§ **What this task involves**:
What is the number of lines in this data that contain the word "false"? Give the number alone.

___ Supplied data

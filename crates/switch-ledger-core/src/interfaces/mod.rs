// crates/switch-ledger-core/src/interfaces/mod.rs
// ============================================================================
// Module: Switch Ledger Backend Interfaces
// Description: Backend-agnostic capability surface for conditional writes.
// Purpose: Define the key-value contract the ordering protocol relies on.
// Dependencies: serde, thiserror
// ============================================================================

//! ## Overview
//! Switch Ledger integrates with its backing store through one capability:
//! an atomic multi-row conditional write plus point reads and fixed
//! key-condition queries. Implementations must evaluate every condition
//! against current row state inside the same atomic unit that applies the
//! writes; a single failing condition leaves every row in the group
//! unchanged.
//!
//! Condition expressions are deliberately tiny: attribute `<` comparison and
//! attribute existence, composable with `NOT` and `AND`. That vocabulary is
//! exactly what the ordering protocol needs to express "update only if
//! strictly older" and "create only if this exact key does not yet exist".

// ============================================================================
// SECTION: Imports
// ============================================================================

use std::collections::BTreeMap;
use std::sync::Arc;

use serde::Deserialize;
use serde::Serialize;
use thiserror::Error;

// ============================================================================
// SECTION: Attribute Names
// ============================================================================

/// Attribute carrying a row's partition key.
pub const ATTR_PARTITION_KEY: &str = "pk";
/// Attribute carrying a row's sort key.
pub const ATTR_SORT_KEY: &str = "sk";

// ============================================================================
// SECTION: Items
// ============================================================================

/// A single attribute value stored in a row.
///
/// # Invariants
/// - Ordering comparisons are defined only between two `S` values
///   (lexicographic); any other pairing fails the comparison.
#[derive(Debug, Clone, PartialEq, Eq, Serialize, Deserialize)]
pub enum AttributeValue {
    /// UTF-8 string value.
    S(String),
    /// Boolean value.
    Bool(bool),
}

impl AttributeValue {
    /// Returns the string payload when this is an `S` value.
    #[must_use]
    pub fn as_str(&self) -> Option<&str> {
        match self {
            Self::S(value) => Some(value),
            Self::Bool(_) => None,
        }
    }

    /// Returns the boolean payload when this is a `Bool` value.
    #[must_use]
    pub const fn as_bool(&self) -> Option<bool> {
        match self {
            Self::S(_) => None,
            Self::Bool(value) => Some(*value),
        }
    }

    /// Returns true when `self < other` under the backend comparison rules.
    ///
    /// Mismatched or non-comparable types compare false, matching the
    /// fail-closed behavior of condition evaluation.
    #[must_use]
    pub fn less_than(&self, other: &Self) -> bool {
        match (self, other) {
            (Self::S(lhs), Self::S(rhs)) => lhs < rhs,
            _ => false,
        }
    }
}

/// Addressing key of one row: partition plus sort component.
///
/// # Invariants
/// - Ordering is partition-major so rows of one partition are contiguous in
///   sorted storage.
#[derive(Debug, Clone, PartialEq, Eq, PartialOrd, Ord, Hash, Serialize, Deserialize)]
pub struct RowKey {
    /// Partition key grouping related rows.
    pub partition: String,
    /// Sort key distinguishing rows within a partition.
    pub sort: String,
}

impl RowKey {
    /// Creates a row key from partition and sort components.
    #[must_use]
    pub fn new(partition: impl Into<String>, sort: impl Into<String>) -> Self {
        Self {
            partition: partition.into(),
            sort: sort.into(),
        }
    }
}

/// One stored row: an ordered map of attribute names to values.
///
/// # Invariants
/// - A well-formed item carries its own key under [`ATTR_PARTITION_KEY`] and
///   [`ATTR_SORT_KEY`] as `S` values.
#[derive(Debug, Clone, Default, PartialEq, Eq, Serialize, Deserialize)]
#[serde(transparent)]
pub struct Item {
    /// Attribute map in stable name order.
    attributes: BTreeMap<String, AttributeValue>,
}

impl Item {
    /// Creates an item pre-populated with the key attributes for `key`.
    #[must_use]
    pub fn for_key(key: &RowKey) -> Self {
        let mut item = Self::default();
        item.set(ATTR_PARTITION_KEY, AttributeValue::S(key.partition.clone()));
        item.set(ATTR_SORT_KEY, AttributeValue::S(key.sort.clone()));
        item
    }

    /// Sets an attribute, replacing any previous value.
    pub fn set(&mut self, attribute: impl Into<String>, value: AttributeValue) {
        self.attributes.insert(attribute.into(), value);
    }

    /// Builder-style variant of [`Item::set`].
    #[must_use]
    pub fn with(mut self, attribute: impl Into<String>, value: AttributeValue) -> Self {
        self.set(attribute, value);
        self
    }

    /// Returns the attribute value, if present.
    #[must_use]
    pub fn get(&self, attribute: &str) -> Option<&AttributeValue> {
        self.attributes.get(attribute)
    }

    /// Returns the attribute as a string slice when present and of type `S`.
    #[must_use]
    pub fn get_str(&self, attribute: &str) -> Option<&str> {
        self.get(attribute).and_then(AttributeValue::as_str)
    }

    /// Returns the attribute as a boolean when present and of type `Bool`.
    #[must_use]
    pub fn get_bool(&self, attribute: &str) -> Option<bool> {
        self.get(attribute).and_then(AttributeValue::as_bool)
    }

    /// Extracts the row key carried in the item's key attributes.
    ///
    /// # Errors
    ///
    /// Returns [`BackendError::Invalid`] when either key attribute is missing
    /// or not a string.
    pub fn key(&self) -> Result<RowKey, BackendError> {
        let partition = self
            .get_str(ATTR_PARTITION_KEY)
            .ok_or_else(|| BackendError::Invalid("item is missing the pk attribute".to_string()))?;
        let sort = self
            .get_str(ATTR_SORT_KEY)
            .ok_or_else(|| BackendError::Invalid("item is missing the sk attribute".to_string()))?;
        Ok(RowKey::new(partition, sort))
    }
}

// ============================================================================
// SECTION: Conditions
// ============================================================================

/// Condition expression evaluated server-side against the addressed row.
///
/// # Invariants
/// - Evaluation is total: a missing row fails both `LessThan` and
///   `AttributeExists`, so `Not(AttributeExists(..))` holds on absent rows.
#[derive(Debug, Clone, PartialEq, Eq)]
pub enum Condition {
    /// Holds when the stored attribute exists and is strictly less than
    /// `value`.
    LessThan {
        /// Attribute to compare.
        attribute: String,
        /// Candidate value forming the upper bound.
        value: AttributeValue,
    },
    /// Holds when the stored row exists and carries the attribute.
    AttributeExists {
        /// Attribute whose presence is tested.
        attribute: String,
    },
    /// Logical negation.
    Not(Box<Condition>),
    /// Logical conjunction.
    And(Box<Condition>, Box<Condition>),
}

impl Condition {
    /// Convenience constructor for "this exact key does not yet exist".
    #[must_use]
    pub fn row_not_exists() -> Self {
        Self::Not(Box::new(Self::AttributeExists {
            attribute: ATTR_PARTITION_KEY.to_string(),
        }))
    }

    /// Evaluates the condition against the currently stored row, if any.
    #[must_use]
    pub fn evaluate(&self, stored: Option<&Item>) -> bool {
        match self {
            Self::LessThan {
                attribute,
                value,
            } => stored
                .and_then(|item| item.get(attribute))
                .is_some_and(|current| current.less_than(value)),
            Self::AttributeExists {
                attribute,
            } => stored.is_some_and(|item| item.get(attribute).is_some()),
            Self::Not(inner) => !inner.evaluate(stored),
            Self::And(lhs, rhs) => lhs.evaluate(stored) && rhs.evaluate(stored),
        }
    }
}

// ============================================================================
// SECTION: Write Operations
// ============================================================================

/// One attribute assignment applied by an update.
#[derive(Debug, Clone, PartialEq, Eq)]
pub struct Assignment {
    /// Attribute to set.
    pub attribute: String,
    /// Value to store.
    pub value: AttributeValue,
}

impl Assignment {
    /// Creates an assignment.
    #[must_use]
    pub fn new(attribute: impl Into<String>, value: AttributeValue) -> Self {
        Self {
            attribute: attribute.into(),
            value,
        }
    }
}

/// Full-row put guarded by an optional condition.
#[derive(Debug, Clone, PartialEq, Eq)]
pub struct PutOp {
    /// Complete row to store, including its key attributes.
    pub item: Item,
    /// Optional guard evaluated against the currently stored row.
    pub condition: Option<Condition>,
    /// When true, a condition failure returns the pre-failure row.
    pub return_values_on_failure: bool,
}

______

§ **Solution**:
2